The Prairie south of the house had been plowed up and John and Morris planted corn there in early spring. With no rain to speak of and the hot weather it didn’t even reach the tasseling stage, so it was decided to cut it and shock it for feed for the cattle in the coming winter.
John still had a team of horses, although they had used tractors for what farming they did now. He also still had a horse drawn sled with sickles they had used to cut and shock corn, back before the tractor came into use.
|I couldn’t even find a photo of a horse drawn sled anywhere so have inserted this drawing of one.|
As the horse drew the sled down between the rows, John sat on one side of the seat and Morris sat on the other side and they held out their arm to catch the corn as it was cut, stopping to stack it when their arms were full. This was a long and slow process as they shocked the whole 40 acres.
They came in for lunch and in order to make room for Uncle John at the table I would pull that round table out from the corner. I would fix a full meal not a light lunch.
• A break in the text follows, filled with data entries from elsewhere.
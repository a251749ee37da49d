//
// debounce.rs
//
// Per-document debounce state for scan scheduling
//

use std::collections::HashMap;
use std::sync::atomic::{AtomicU64, Ordering};
use std::sync::RwLock;

use tokio_util::sync::CancellationToken;
use url::Url;

/// A scheduled scan's claim on its URI slot.
///
/// The token signals supersession; the generation identifies which
/// scheduling call owns the slot, since tokens themselves have no identity.
#[derive(Debug, Clone)]
pub struct ScanTicket {
    pub token: CancellationToken,
    pub generation: u64,
}

/// Tracks the pending scan per document URI.
///
/// Text-change events can fire per keystroke; each event schedules a scan
/// and cancels the one already pending for that URI, so a burst of edits
/// coalesces into a single cycle once the quiescence window elapses.
/// Completion is claimed, not assumed: a task whose quiescence window has
/// elapsed may already have been superseded by a newer event, and only the
/// ticket still registered for the URI may run and retire the slot.
#[derive(Debug, Default)]
pub struct ScanDebouncer {
    /// Pending scan generations and tokens keyed by URI
    pending: RwLock<HashMap<Url, (u64, CancellationToken)>>,
    /// Monotonic generation source shared by all URIs
    generations: AtomicU64,
}

impl ScanDebouncer {
    pub fn new() -> Self {
        Self::default()
    }

    /// Schedule a scan for a document, cancelling any pending one.
    /// Returns the new task's ticket.
    pub fn schedule(&self, uri: Url) -> ScanTicket {
        let mut pending = self.pending.write().unwrap();
        if let Some((_, old_token)) = pending.remove(&uri) {
            old_token.cancel();
        }
        let generation = self.generations.fetch_add(1, Ordering::Relaxed);
        let token = CancellationToken::new();
        pending.insert(uri, (generation, token.clone()));
        ScanTicket { token, generation }
    }

    /// Claim completion of the pending scan for a URI. Returns true and
    /// retires the slot only if `generation` still owns it; a stale claim
    /// leaves the newer task's registration untouched.
    pub fn complete(&self, uri: &Url, generation: u64) -> bool {
        let mut pending = self.pending.write().unwrap();
        match pending.get(uri) {
            Some((current, _)) if *current == generation => {
                pending.remove(uri);
                true
            }
            _ => false,
        }
    }

    /// Cancel the pending scan for a URI
    pub fn cancel(&self, uri: &Url) {
        let mut pending = self.pending.write().unwrap();
        if let Some((_, token)) = pending.remove(uri) {
            token.cancel();
        }
    }

    /// Cancel all pending scans
    pub fn cancel_all(&self) {
        let mut pending = self.pending.write().unwrap();
        for (_, (_, token)) in pending.drain() {
            token.cancel();
        }
    }
}

#[cfg(test)]
mod tests {
    use super::*;

    fn test_uri(name: &str) -> Url {
        Url::parse(&format!("file:///{}", name)).unwrap()
    }

    #[test]
    fn schedule_returns_live_ticket() {
        let debouncer = ScanDebouncer::new();
        let ticket = debouncer.schedule(test_uri("app.vue"));
        assert!(!ticket.token.is_cancelled());
    }

    #[test]
    fn schedule_cancels_previous() {
        let debouncer = ScanDebouncer::new();
        let uri = test_uri("app.vue");

        let first = debouncer.schedule(uri.clone());
        let second = debouncer.schedule(uri);

        assert!(first.token.is_cancelled());
        assert!(!second.token.is_cancelled());
        assert_ne!(first.generation, second.generation);
    }

    #[test]
    fn schedule_is_per_uri() {
        let debouncer = ScanDebouncer::new();
        let a = debouncer.schedule(test_uri("a.vue"));
        let b = debouncer.schedule(test_uri("b.vue"));

        assert!(!a.token.is_cancelled());
        assert!(!b.token.is_cancelled());
    }

    #[test]
    fn current_completion_claim_retires_the_slot() {
        let debouncer = ScanDebouncer::new();
        let uri = test_uri("app.vue");

        let ticket = debouncer.schedule(uri.clone());
        assert!(debouncer.complete(&uri, ticket.generation));

        // Scheduling again should not cancel anything (no previous pending)
        let next = debouncer.schedule(uri);
        assert!(!next.token.is_cancelled());
    }

    #[test]
    fn stale_completion_claim_leaves_newer_task_registered() {
        let debouncer = ScanDebouncer::new();
        let uri = test_uri("app.vue");

        let superseded = debouncer.schedule(uri.clone());
        let newer = debouncer.schedule(uri.clone());

        // The superseded task's claim fails and must not evict the newer
        // registration.
        assert!(!debouncer.complete(&uri, superseded.generation));

        // A further event still supersedes the newer task, so bursts keep
        // coalescing.
        let third = debouncer.schedule(uri.clone());
        assert!(newer.token.is_cancelled());
        assert!(!third.token.is_cancelled());
        assert!(debouncer.complete(&uri, third.generation));
    }

    #[test]
    fn completion_cannot_be_claimed_twice() {
        let debouncer = ScanDebouncer::new();
        let uri = test_uri("app.vue");

        let ticket = debouncer.schedule(uri.clone());
        assert!(debouncer.complete(&uri, ticket.generation));
        assert!(!debouncer.complete(&uri, ticket.generation));
    }

    #[test]
    fn cancel_cancels_pending_and_voids_the_claim() {
        let debouncer = ScanDebouncer::new();
        let uri = test_uri("app.vue");

        let ticket = debouncer.schedule(uri.clone());
        debouncer.cancel(&uri);

        assert!(ticket.token.is_cancelled());
        assert!(!debouncer.complete(&uri, ticket.generation));
    }

    #[test]
    fn cancel_all_cancels_everything() {
        let debouncer = ScanDebouncer::new();
        let a = debouncer.schedule(test_uri("a.vue"));
        let b = debouncer.schedule(test_uri("b.vue"));

        debouncer.cancel_all();

        assert!(a.token.is_cancelled());
        assert!(b.token.is_cancelled());
    }
}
Perhaps a roast with potatoes and onion, or even a meat loaf with mashed potatoes and a vegetable. Lettuce for a salad was not available easily at the grocery stores then as it is now in 2011, so I doubt if I would have had a salad, although I liked to bake cakes, so perhaps I had managed to do that, if I had not had too much interference from the two little “helpers”.
Ken and Mike would both have been seated in their high chairs and Uncle John would always say "Hi Buttons,” as that was always his pet names for any of the small children. That way he didn’t have to remember their names!
They had salvaged some of the corn crop for fodder for the Cattle for the coming winter and somehow, working out in that heat, and even with no air conditioning we managed to survive the 110 degree heat.